# [BRIEF]
The line containing "use crate::stage::InterpretStage;" marks the end: restate word for word every line from the first line of the entries below through that one.

*** Opening STORED DATA ***

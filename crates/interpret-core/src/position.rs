//! Position tracking: smoothed anchor position, velocity, depth, roll.
//!
//! Runs first in the pipeline. For every hand in the frame it derives an
//! anchor point, settles it through exponential smoothing and a jitter
//! gate, and differentiates consecutive reported positions into velocity.
//! One history entry per hand id; hands absent from the frame are pruned
//! so a returning id starts from scratch.

use std::collections::HashMap;

use serde::{Deserialize, Serialize};

use handsense_frame_model::{
    ControlState, Frame, HandId, HandObservation, LandmarkPoint, SingleHandState, VelocityVector,
    MIDDLE_MCP,
};

use crate::stage::InterpretStage;

/// Which landmark anchors the reported hand position.
#[derive(Debug, Clone, Copy, PartialEq, Eq, Default, Serialize, Deserialize)]
#[serde(rename_all = "snake_case")]
pub enum PositionMode {
    /// Mean of wrist and the four non-thumb knuckles. Steadiest choice.
    #[default]
    PalmCenter,
    /// Index fingertip, for pointing-style interaction.
    IndexFingertip,
    /// Wrist only, for coarse whole-hand movement.
    WristOnly,
}

/// Tuning for the position stage.
#[derive(Debug, Clone, Serialize, Deserialize)]
#[serde(default)]
pub struct PositionConfig {
    pub mode: PositionMode,
    /// Exponential smoothing factor in `(0.0, 1.0]`; 1.0 disables
    /// smoothing. Values outside the range are clamped at use.
    pub smoothing_factor: f64,
    /// Movements smaller than this (normalized units) hold the previous
    /// reported position instead of trembling around it.
    pub jitter_threshold: f64,
}

impl Default for PositionConfig {
    fn default() -> Self {
        Self {
            mode: PositionMode::PalmCenter,
            smoothing_factor: 0.5,
            jitter_threshold: 0.005,
        }
    }
}

#[derive(Debug, Clone, Copy)]
struct PositionHistory {
    /// Smoothing accumulator, pre jitter gate.
    smoothed: (f64, f64),
    /// Last position actually reported downstream.
    reported: (f64, f64),
    timestamp_ms: f64,
}

/// First stage: establishes the per-hand entries of the control state.
pub struct PositionTracker {
    config: PositionConfig,
    history: HashMap<HandId, PositionHistory>,
}

impl PositionTracker {
    pub fn new(config: PositionConfig) -> Self {
        Self {
            config,
            history: HashMap::new(),
        }
    }

    pub fn with_defaults() -> Self {
        Self::new(PositionConfig::default())
    }

    pub fn config(&self) -> &PositionConfig {
        &self.config
    }

    pub fn config_mut(&mut self) -> &mut PositionConfig {
        &mut self.config
    }

    fn anchor(&self, hand: &HandObservation) -> LandmarkPoint {
        match self.config.mode {
            PositionMode::PalmCenter => hand.palm_center(),
            PositionMode::IndexFingertip => hand.index_tip(),
            PositionMode::WristOnly => hand.wrist(),
        }
    }

    fn track_hand(&mut self, hand: &HandObservation, timestamp_ms: f64) -> SingleHandState {
        let raw = self.anchor(hand);
        let factor = self.config.smoothing_factor.clamp(0.0, 1.0);
        let previous = self.history.get(&hand.id).copied();

        let smoothed = match previous {
            // A hand's first sample comes through raw.
            None => (raw.x, raw.y),
            Some(prev) => (
                prev.smoothed.0 + (raw.x - prev.smoothed.0) * factor,
                prev.smoothed.1 + (raw.y - prev.smoothed.1) * factor,
            ),
        };

        // Gate against the last reported position, not the last smoothed
        // one; sub-threshold drift must not accumulate.
        let reported = match previous {
            Some(prev) => {
                let dx = smoothed.0 - prev.reported.0;
                let dy = smoothed.1 - prev.reported.1;
                if (dx * dx + dy * dy).sqrt() < self.config.jitter_threshold {
                    prev.reported
                } else {
                    smoothed
                }
            }
            None => smoothed,
        };

        let velocity = match previous {
            Some(prev) => {
                let elapsed_secs = (timestamp_ms - prev.timestamp_ms) / 1000.0;
                if elapsed_secs <= 0.0 {
                    VelocityVector::default()
                } else {
                    VelocityVector::from_components(
                        (reported.0 - prev.reported.0) / elapsed_secs,
                        (reported.1 - prev.reported.1) / elapsed_secs,
                    )
                }
            }
            None => VelocityVector::default(),
        };

        self.history.insert(
            hand.id,
            PositionHistory {
                smoothed,
                reported,
                timestamp_ms,
            },
        );

        let wrist = hand.wrist();
        let middle_knuckle = hand.landmark(MIDDLE_MCP);

        SingleHandState {
            hand_id: hand.id,
            is_tracked: true,
            position: LandmarkPoint::new(reported.0, reported.1, raw.z),
            fingertip_position: hand.index_tip(),
            velocity,
            depth: (1.0 - hand.mean_z()).clamp(0.0, 1.0),
            rotation_rad: (middle_knuckle.y - wrist.y).atan2(middle_knuckle.x - wrist.x),
            ..Default::default()
        }
    }
}

impl InterpretStage for PositionTracker {
    fn name(&self) -> &'static str {
        "position"
    }

    fn process(&mut self, frame: &Frame, state: &mut ControlState) {
        for hand in &frame.hands {
            let tracked = self.track_hand(hand, frame.timestamp_ms);
            state.hands.push(tracked);
        }
        state.has_active_hand = !state.hands.is_empty();

        // Hands that vanished this tick lose their history; the same id
        // reappearing later is a brand-new hand.
        self.history
            .retain(|id, _| frame.hands.iter().any(|hand| hand.id == *id));
    }

    fn reset(&mut self) {
        self.history.clear();
    }
}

*** Closing STORED DATA ***

# [RESPONSE AREA]
filename crates/interpret-core/src/position.rs
//! Position tracking: smoothed anchor position, velocity, depth, roll.
//!
//! Runs first in the pipeline. For every hand in the frame it derives an
//! anchor point, settles it through exponential smoothing and a jitter
//! gate, and differentiates consecutive reported positions into velocity.
//! One history entry per hand id; hands absent from the frame are pruned
//! so a returning id starts from scratch.

use std::collections::HashMap;

use serde::{Deserialize, Serialize};

use handsense_frame_model::{
    ControlState, Frame, HandId, HandObservation, LandmarkPoint, SingleHandState, VelocityVector,
    MIDDLE_MCP,
};

use crate::stage::InterpretStage;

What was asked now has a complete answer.